Since Roe v. Wade was decided on Jan.,For those deeply invested in the notion that human life is precious, Jan. 22 was cause for despair. That day marked the thirty-fifth anniversary of the Supreme Court ruling that effectively imposed abortion upon America.
Since Roe v. Wade was decided on Jan. 22, 1973, some 40 million pregnancies have been terminated in the United States, according to the Department of Health and Human Services. In less sterile terms, that's 40 million unique and viable human beings who've been legally snuffed-out.
It would be foolish, of course, to pretend that abortions didn't occur before 1973, or that they would've ceased had the rulings been different. The practice is ancient, and was never uncommon in America.
Prior to Roe, however, pregnancy termination was less frequent, less acceptable. Legal restrictions and social taboos, combined with a culture that honored motherhood, meant significantly fewer abortions.
Indeed, in 1973, America was still very much in a "pro-life" frame of mind, with the unborn legally protected in thirty states. In sixteen others, abortion was allowed only in extreme cases, such as rape or incest. A mere four states had permissive termination-on-demand laws.
With the sanction of law, however, abortion acquired a moral varnish. Suddenly, it was no longer risky and criminal, but an easy option presented as a first and best choice. Legitimized, the aptly described "culture of death" flourished. Abortion rates spiked immediately after 1973 and climbed throughout the century, reports DHHS.
Numbers have lately dipped, but the raw total remains staggering. By measure of the Guttmacher Institute, a reproductive health group, 2005 saw 1.2 million abortions.

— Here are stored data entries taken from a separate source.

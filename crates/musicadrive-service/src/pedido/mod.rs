//! Pedido lifecycle: checkout creation, staff editing, status tracking,
//! and receipt rendering.

pub mod recibo;
pub mod service;

pub use service::{PedidoDetalhes, PedidoService, UpdatePedidoDados};
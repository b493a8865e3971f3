//! Staff user entity.

pub mod model;
pub mod role;

pub use model::{CreateUser, UpdateUser, User};
pub use role::UserRole;
//! Staff account handlers. Admin-only, enforced by the `AdminUser`
//! extractor and again inside the service.

use axum::Json;
use axum::extract::{Path, State};
use uuid::Uuid;
use validator::Validate;

use musicadrive_core::error::AppError;
use musicadrive_entity::user::UpdateUser;
use musicadrive_service::user::NewUserRequest;

use crate::dto::request::{ChangePasswordRequest, CreateUserRequest, SetActiveRequest};
use crate::dto::response::{ApiResponse, MessageResponse, UserResponse};
use crate::error::ApiError;
use crate::extractors::{AdminUser, AuthUser};
use crate::state::AppState;

/// GET /api/admin/users
pub async fn list_users(
    State(state): State<AppState>,
    auth: AdminUser,
) -> Result<Json<ApiResponse<Vec<UserResponse>>>, ApiError> {
    let users = state.user_service.list(&auth.0).await?;
    Ok(Json(ApiResponse::ok(
        users.into_iter().map(UserResponse::from).collect(),
    )))
}

/// POST /api/admin/users
pub async fn create_user(
    State(state): State<AppState>,
    auth: AdminUser,
    Json(req): Json<CreateUserRequest>,
) -> Result<Json<ApiResponse<UserResponse>>, ApiError> {
    req.validate()
        .map_err(|e| AppError::validation(e.to_string()))?;

    let user = state
        .user_service
        .create(
            &auth.0,
            NewUserRequest {
                name: req.name,
                email: req.email,
                password: req.password,
                role: req.role,
            },
        )
        .await?;
    Ok(Json(ApiResponse::ok(user.into())))
}

/// PUT /api/admin/users/{id}
pub async fn update_user(
    State(state): State<AppState>,
    auth: AdminUser,
    Path(id): Path<Uuid>,
    Json(req): Json<UpdateUser>,
) -> Result<Json<ApiResponse<UserResponse>>, ApiError> {
    let user = state.user_service.update(&auth.0, id, req).await?;
    Ok(Json(ApiResponse::ok(user.into())))
}

/// PUT /api/admin/users/{id}/active
pub async fn set_active(
    State(state): State<AppState>,
    auth: AdminUser,
    Path(id): Path<Uuid>,
    Json(req): Json<SetActiveRequest>,
) -> Result<Json<ApiResponse<UserResponse>>, ApiError> {
    let user = state
        .user_service
        .set_active(&auth.0, id, req.is_active)
        .await?;
    Ok(Json(ApiResponse::ok(user.into())))
}

/// PUT /api/users/me/password — staff change their own password.
pub async fn change_own_password(
    State(state): State<AppState>,
    auth: AuthUser,
    Json(req): Json<ChangePasswordRequest>,
) -> Result<Json<ApiResponse<MessageResponse>>, ApiError> {
    req.validate()
        .map_err(|e| AppError::validation(e.to_string()))?;

    state
        .user_service
        .change_password(auth.context(), auth.user_id, &req.password)
        .await?;
    Ok(Json(ApiResponse::ok(MessageResponse::new(
        "Password changed",
    ))))
}

/// PUT /api/admin/users/{id}/password — admin resets any password.
pub async fn reset_password(
    State(state): State<AppState>,
    auth: AdminUser,
    Path(id): Path<Uuid>,
    Json(req): Json<ChangePasswordRequest>,
) -> Result<Json<ApiResponse<MessageResponse>>, ApiError> {
    req.validate()
        .map_err(|e| AppError::validation(e.to_string()))?;

    state
        .user_service
        .change_password(&auth.0, id, &req.password)
        .await?;
    Ok(Json(ApiResponse::ok(MessageResponse::new(
        "Password reset",
    ))))
}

Amazingly, this vast but quiet destruction is taking place despite scientific advances which illuminate the reality of human life in utero. Three dimensional ultrasounds allow us to actually witness the lightning fast development of the fetus in its first ten weeks of life, during which most abortions occur. In that stretch of time, the brain, heart and major organs emerge and begin functioning: the child is on a trajectory to healthy maturity.
There's a temptation to dissociate our adult self from our fetal form, but any such demarcation is faulty and ideologically charged. Stages of human development are not discrete; one is not better or worse than the next. What's certain is that upon conception, the child is biologically distinct (and, by some reckonings, possessed by a soul).
Unless we are to judge a man's worth by his size and age and mental faculties, we must accept this principle: from first stirring to last, an individual is entitled to life and liberty.
Given the basic "personhood" of a prenatal human both biologically and spiritually, you'd think women would approach abortion only in dire medical circumstances. In fact, the polar opposite is true. A 1998 study by International Family Planning Perspectives showed that only five or six percent of terminations are due to health worries.
That same organization asserts that a desire to postpone childbearing, alleged lack of money or undefined relationship difficulties account for the vast majority of terminations. The Guttmacher Institute says that, of the 1.31 million abortions in 2000, just 13,000 were prompted by rape or incest.
The origin of this moral calamity is also depressing. Abortion liberalization wasn't achieved through democratic means. Instead, it was forced upon the public by judicial writ.
Such a morally questionable and socially divisive issue shouldn't have been settled by nine unelected D.C. magistrates. The states were unfairly and unnecessarily disenfranchised by the ruling, which upset a wealth of local statutes and centuries of common law.
Thankfully, certain legislators are working to erode the court's decision. They have won some battles, but the situation remains heartbreaking. In a first world country with top-notch hospitals, elaborate welfare programs and a solid adoption system, there's no excuse for aborting a child save medical emergency.
Our great teachers have said that we will be judged by our treatment of the very vulnerable.
As a society, then, it's imperative that we reclaim the moral vigor and basic decency to protect unborn children, who are indisputably the most defenseless and innocent among us.